* [Stored records]
--- --- ---

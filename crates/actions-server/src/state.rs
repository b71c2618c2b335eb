use std::sync::Arc;

use actions_core::config::Settings;
use actions_core::ActionRepository;

/// Shared application state passed to all route handlers.
///
/// The repository and settings are constructed once at startup and injected
/// here; handlers hold no other cross-request state.
#[derive(Clone)]
pub struct AppState {
    pub repo: Arc<dyn ActionRepository>,
    pub settings: Arc<Settings>,
}

impl AppState {
    pub fn new(repo: Arc<dyn ActionRepository>, settings: Settings) -> Self {
        Self {
            repo,
            settings: Arc::new(settings),
        }
    }
}
//! In-memory Action repository for test isolation.
//!
//! Mirrors the redb layout byte for byte: the same composite store keys,
//! the same JSON values, with four sorted maps standing in for the four
//! tables. Useful anywhere a test needs repository semantics without a
//! store file.

use chrono::{DateTime, Utc};
use std::collections::BTreeMap;
use std::sync::Mutex;
use uuid::Uuid;

use crate::action::{Action, ActionStatus};
use crate::error::{ActionsError, Result};
use crate::keys;

use super::{ActionRepository, BatchWriteReport, FailedWrite, Listing, SkippedRecord};

type Table = BTreeMap<Vec<u8>, Vec<u8>>;

#[derive(Default)]
struct Tables {
    primary: Table,
    created_at: Table,
    completed_at: Table,
    status: Table,
}

#[derive(Default)]
pub struct MemoryActionRepository {
    tables: Mutex<Tables>,
}

impl MemoryActionRepository {
    pub fn new() -> Self {
        Self::default()
    }

    fn lock(&self) -> Result<std::sync::MutexGuard<'_, Tables>> {
        self.tables
            .lock()
            .map_err(|_| ActionsError::StoreUnavailable("poisoned lock".to_string()))
    }
}

/// Scan a table between two sort keys of one owner, dropping expired
/// records and collecting undecodable ones as partial-failure metadata.
fn collect_range(table: &Table, owner: Uuid, lower_sort: &str, upper_sort: &str) -> Listing {
    let now = Utc::now();
    let lower = keys::store_key(owner, lower_sort);
    let upper = keys::store_key(owner, upper_sort);
    // An inverted range matches nothing, and BTreeMap::range panics on
    // backwards bounds.
    if lower > upper {
        return Listing::default();
    }

    let mut listing = Listing::default();
    for (k, v) in table.range(lower..=upper) {
        match serde_json::from_slice::<Action>(v) {
            Ok(action) if action.is_live(now) => listing.actions.push(action),
            Ok(_) => {}
            Err(e) => listing.skipped.push(SkippedRecord {
                sort_key: keys::sort_key_of(k),
                reason: e.to_string(),
            }),
        }
    }
    listing
}

impl ActionRepository for MemoryActionRepository {
    fn store_actions(&self, actions: &[Action]) -> Result<BatchWriteReport> {
        let mut tables = self.lock()?;
        let mut report = BatchWriteReport::default();
        for action in actions {
            let value = match serde_json::to_vec(action) {
                Ok(v) => v,
                Err(e) => {
                    report.failed.push(FailedWrite {
                        id: action.id,
                        reason: e.to_string(),
                    });
                    continue;
                }
            };
            let owner = action.created_by;
            let primary_key = keys::store_key(owner, &keys::primary_sort_key(action.id));

            // A prior version of this record may sit in the index maps
            // under sort keys the new version no longer carries.
            let prior = tables
                .primary
                .get(&primary_key)
                .and_then(|bytes| serde_json::from_slice::<Action>(bytes).ok());
            if let Some(prior) = prior {
                if prior.created_at != action.created_at {
                    tables.created_at.remove(&keys::store_key(
                        owner,
                        &keys::timestamp_sort_key(prior.created_at, action.id),
                    ));
                }
                if let Some(prior_ts) = prior.completed_at {
                    if action.completed_at != Some(prior_ts) {
                        tables.completed_at.remove(&keys::store_key(
                            owner,
                            &keys::timestamp_sort_key(prior_ts, action.id),
                        ));
                    }
                }
                if prior.status != action.status {
                    tables.status.remove(&keys::store_key(
                        owner,
                        &keys::status_sort_key(prior.status, action.id),
                    ));
                }
            }

            tables.primary.insert(primary_key, value.clone());
            tables.created_at.insert(
                keys::store_key(owner, &keys::timestamp_sort_key(action.created_at, action.id)),
                value.clone(),
            );
            if let Some(completed_at) = action.completed_at {
                tables.completed_at.insert(
                    keys::store_key(owner, &keys::timestamp_sort_key(completed_at, action.id)),
                    value.clone(),
                );
            }
            tables.status.insert(
                keys::store_key(owner, &keys::status_sort_key(action.status, action.id)),
                value,
            );
            report.stored.push(action.id);
        }
        Ok(report)
    }

    fn get_action_by_id(&self, owner: Uuid, action_id: Uuid) -> Result<Option<Action>> {
        let tables = self.lock()?;
        let key = keys::store_key(owner, &keys::primary_sort_key(action_id));
        let Some(value) = tables.primary.get(&key) else {
            return Ok(None);
        };
        let action: Action = serde_json::from_slice(value)
            .map_err(|e| ActionsError::Decode(format!("action {action_id}: {e}")))?;
        Ok(action.is_live(Utc::now()).then_some(action))
    }

    fn enumerate_for_owner(&self, owner: Uuid) -> Result<Listing> {
        let tables = self.lock()?;
        let (lower, upper) = keys::primary_range_bounds();
        Ok(collect_range(&tables.primary, owner, &lower, &upper))
    }

    fn get_actions_by_status(&self, owner: Uuid, status: ActionStatus) -> Result<Listing> {
        let tables = self.lock()?;
        let (lower, upper) = keys::status_range_bounds(status);
        Ok(collect_range(&tables.status, owner, &lower, &upper))
    }

    fn get_actions_by_created_at(
        &self,
        owner: Uuid,
        since: Option<DateTime<Utc>>,
        until: Option<DateTime<Utc>>,
    ) -> Result<Listing> {
        let tables = self.lock()?;
        let (lower, upper) = keys::timestamp_range_bounds(
            since.unwrap_or_else(keys::ts_min),
            until.unwrap_or_else(keys::ts_max),
        );
        Ok(collect_range(&tables.created_at, owner, &lower, &upper))
    }

    fn get_actions_by_completed_at(
        &self,
        owner: Uuid,
        since: Option<DateTime<Utc>>,
        until: Option<DateTime<Utc>>,
    ) -> Result<Listing> {
        let tables = self.lock()?;
        let (lower, upper) = keys::timestamp_range_bounds(
            since.unwrap_or_else(keys::ts_min),
            until.unwrap_or_else(keys::ts_max),
        );
        Ok(collect_range(&tables.completed_at, owner, &lower, &upper))
    }
}
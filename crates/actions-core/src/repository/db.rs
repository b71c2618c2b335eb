//! redb-backed Action repository.
//!
//! # Table design
//!
//! Four tables emulate one wide-column table with three local secondary
//! indexes. Every table keys on `owner-uuid bytes ++ sort-key bytes`
//! (see [`crate::keys`]) and stores the full JSON-encoded Action, the
//! ordered-KV rendition of an LSI with `ALL` projection:
//!
//! ```text
//! actions                  owner ++ "action#<id>"
//! actions_by_created_at    owner ++ "<created_at>#<id>"
//! actions_by_completed_at  owner ++ "<completed_at>#<id>"   (sparse)
//! actions_by_status        owner ++ "<STATUS>#<id>"
//! ```
//!
//! All projections of one action are written in a single transaction, so a
//! reader never observes a partially indexed record. Overwriting a record
//! removes the index entries its prior version held under sort keys the new
//! version no longer carries. The completed-at table only holds actions that
//! have actually completed.

use chrono::{DateTime, Utc};
use redb::{Database, ReadableTable, TableDefinition};
use uuid::Uuid;

use crate::action::{Action, ActionStatus};
use crate::config::Settings;
use crate::error::{ActionsError, Result};
use crate::keys;

use super::{ActionRepository, BatchWriteReport, FailedWrite, Listing, SkippedRecord};

const PRIMARY: TableDefinition<&[u8], &[u8]> = TableDefinition::new("actions");
const CREATED_AT_IDX: TableDefinition<&[u8], &[u8]> = TableDefinition::new("actions_by_created_at");
const COMPLETED_AT_IDX: TableDefinition<&[u8], &[u8]> =
    TableDefinition::new("actions_by_completed_at");
const STATUS_IDX: TableDefinition<&[u8], &[u8]> = TableDefinition::new("actions_by_status");

fn unavailable(e: impl std::fmt::Display) -> ActionsError {
    ActionsError::StoreUnavailable(e.to_string())
}

// ---------------------------------------------------------------------------
// RedbActionRepository
// ---------------------------------------------------------------------------

/// Persistent store for `Action` records.
pub struct RedbActionRepository {
    db: Database,
    retries: u32,
}
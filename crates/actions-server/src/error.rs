use actions_core::ActionsError;
use axum::http::StatusCode;
use axum::response::{IntoResponse, Response};

// ---------------------------------------------------------------------------
// Internal sentinel for explicit 404 errors
// ---------------------------------------------------------------------------

/// Private sentinel error type used to carry an explicit HTTP 404 through
/// the `anyhow::Error` chain without touching the `ActionsError` enum.
#[derive(Debug)]
struct NotFoundError(String);

impl std::fmt::Display for NotFoundError {
    fn fmt(&self, f: &mut std::fmt::Formatter<'_>) -> std::fmt::Result {
        write!(f, "{}", self.0)
    }
}

impl std::error::Error for NotFoundError {}

// ---------------------------------------------------------------------------
// AppError — unified error type for HTTP responses
// ---------------------------------------------------------------------------

/// Unified error type for HTTP responses.
///
/// Validation errors map to 400, an absent record to 404, store
/// unavailability to 503 (distinguishable from "not found"), and anything
/// else — including stored-record decode failures — to 500.
#[derive(Debug)]
pub struct AppError(pub anyhow::Error);

impl AppError {
    /// Construct a 404 Not Found error.
    pub fn not_found(msg: impl Into<String>) -> Self {
        Self(NotFoundError(msg.into()).into())
    }
}

impl IntoResponse for AppError {
    fn into_response(self) -> Response {
        if let Some(n) = self.0.downcast_ref::<NotFoundError>() {
            let body = serde_json::json!({ "error": n.0.clone() });
            return (StatusCode::NOT_FOUND, axum::Json(body)).into_response();
        }

        let status = if let Some(e) = self.0.downcast_ref::<ActionsError>() {
            if e.is_validation() {
                StatusCode::BAD_REQUEST
            } else {
                match e {
                    ActionsError::StoreUnavailable(_) => StatusCode::SERVICE_UNAVAILABLE,
                    ActionsError::AlreadyCompleted(_) => StatusCode::CONFLICT,
                    _ => StatusCode::INTERNAL_SERVER_ERROR,
                }
            }
        } else {
            StatusCode::INTERNAL_SERVER_ERROR
        };

        let body = serde_json::json!({ "error": self.0.to_string() });
        (status, axum::Json(body)).into_response()
    }
}

impl<E> From<E> for AppError
where
    E: Into<anyhow::Error>,
{
    fn from(err: E) -> Self {
        Self(err.into())
    }
}
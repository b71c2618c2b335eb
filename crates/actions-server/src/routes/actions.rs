use std::collections::HashMap;

use axum::extract::{Path, Query, State};
use axum::http::HeaderMap;
use axum::Json;
use uuid::Uuid;

use actions_core::action::{parse_action_id, parse_owner};
use actions_core::{Action, ActionFilter, ActionsError};

use crate::error::AppError;
use crate::state::AppState;

/// Header carrying the owner partition of a request. Auth is out of scope;
/// absent means the nil-UUID owner, matching the original deployment.
pub const OWNER_HEADER: &str = "x-owner-id";

fn owner_id(headers: &HeaderMap) -> Result<Uuid, AppError> {
    match headers.get(OWNER_HEADER) {
        None => Ok(Uuid::nil()),
        Some(value) => {
            let raw = value
                .to_str()
                .map_err(|_| AppError(ActionsError::InvalidOwner("<non-ascii>".into()).into()))?;
            Ok(parse_owner(raw)?)
        }
    }
}

/// GET /actions — enumerate the owner's actions through the query descriptor.
///
/// Filter validation happens before any store access; a conflicting or
/// malformed filter never reaches the repository.
pub async fn enumerate_actions(
    State(app): State<AppState>,
    headers: HeaderMap,
    Query(params): Query<HashMap<String, String>>,
) -> Result<Json<serde_json::Value>, AppError> {
    let owner = owner_id(&headers)?;
    let filter = ActionFilter::from_params(&params)?;

    let repo = app.repo.clone();
    let listing = tokio::task::spawn_blocking(move || match filter {
        ActionFilter::None => repo.enumerate_for_owner(owner),
        ActionFilter::ByStatus(status) => repo.get_actions_by_status(owner, status),
        ActionFilter::ByCreatedAt(range) => {
            repo.get_actions_by_created_at(owner, Some(range.since), Some(range.until))
        }
        ActionFilter::ByCompletedAt(range) => {
            repo.get_actions_by_completed_at(owner, Some(range.since), Some(range.until))
        }
    })
    .await
    .map_err(|e| AppError(anyhow::anyhow!("task join error: {e}")))??;

    if !listing.skipped.is_empty() {
        tracing::warn!(
            owner = %owner,
            count = listing.skipped.len(),
            "enumeration skipped undecodable records"
        );
    }
    Ok(Json(serde_json::json!({
        "actions": listing.actions,
        "skipped_records": listing.skipped.len(),
    })))
}

#[derive(serde::Deserialize)]
pub struct CreateActionBody {
    pub details: Option<serde_json::Value>,
}

/// POST /actions — create a new `PENDING` action and echo it back.
pub async fn create_action(
    State(app): State<AppState>,
    headers: HeaderMap,
    Json(body): Json<CreateActionBody>,
) -> Result<Json<Action>, AppError> {
    let owner = owner_id(&headers)?;
    let details = body
        .details
        .filter(|d| !d.is_null())
        .ok_or(ActionsError::MissingDetails)?;
    let ttl = app.settings.ttl();

    let repo = app.repo.clone();
    let action = tokio::task::spawn_blocking(move || {
        let action = Action::new(owner, details, ttl)?;
        let report = repo.store_actions(std::slice::from_ref(&action))?;
        if let Some(failed) = report.failed.first() {
            return Err(ActionsError::StoreUnavailable(failed.reason.clone()));
        }
        Ok::<_, ActionsError>(action)
    })
    .await
    .map_err(|e| AppError(anyhow::anyhow!("task join error: {e}")))??;

    tracing::info!(action_id = %action.id, owner = %owner, "created action");
    Ok(Json(action))
}

/// GET /actions/{action_id} — point lookup; expired records are absent.
pub async fn get_action(
    State(app): State<AppState>,
    headers: HeaderMap,
    Path(action_id): Path<String>,
) -> Result<Json<Action>, AppError> {
    let owner = owner_id(&headers)?;
    let id = parse_action_id(&action_id)?;

    let repo = app.repo.clone();
    let found = tokio::task::spawn_blocking(move || repo.get_action_by_id(owner, id))
        .await
        .map_err(|e| AppError(anyhow::anyhow!("task join error: {e}")))??;

    match found {
        Some(action) => Ok(Json(action)),
        None => {
            tracing::info!(owner = %owner, action_id = %id, "action not found");
            Err(AppError::not_found(format!(
                "action with id {id} was not found"
            )))
        }
    }
}

/// POST /actions/{action_id}/cancel — reserved; cancellation is not wired
/// to the repository yet.
pub async fn cancel_action(Path(action_id): Path<String>) -> Json<serde_json::Value> {
    Json(serde_json::json!({ "endpoint": "cancel", "action_id": action_id }))
}

/// DELETE /actions/{action_id} — reserved; explicit release is not wired
/// to the repository yet.
pub async fn release_action(Path(action_id): Path<String>) -> Json<serde_json::Value> {
    Json(serde_json::json!({ "endpoint": "release", "action_id": action_id }))
}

--- --- ---

* [REQUIRED WORK] In your reply, restate exactly the lines from the start of the records above through the line holding "startup and injected", including both, and nothing else.

* [ANSWER FOR THE TASK]
filename crates/actions-server/src/state.rs
repository b71c2618c2b335eb
use std::sync::Arc;

use actions_core::config::Settings;
use actions_core::ActionRepository;

/// Shared application state passed to all route handlers.
///
/// The repository and settings are constructed once at startup and injected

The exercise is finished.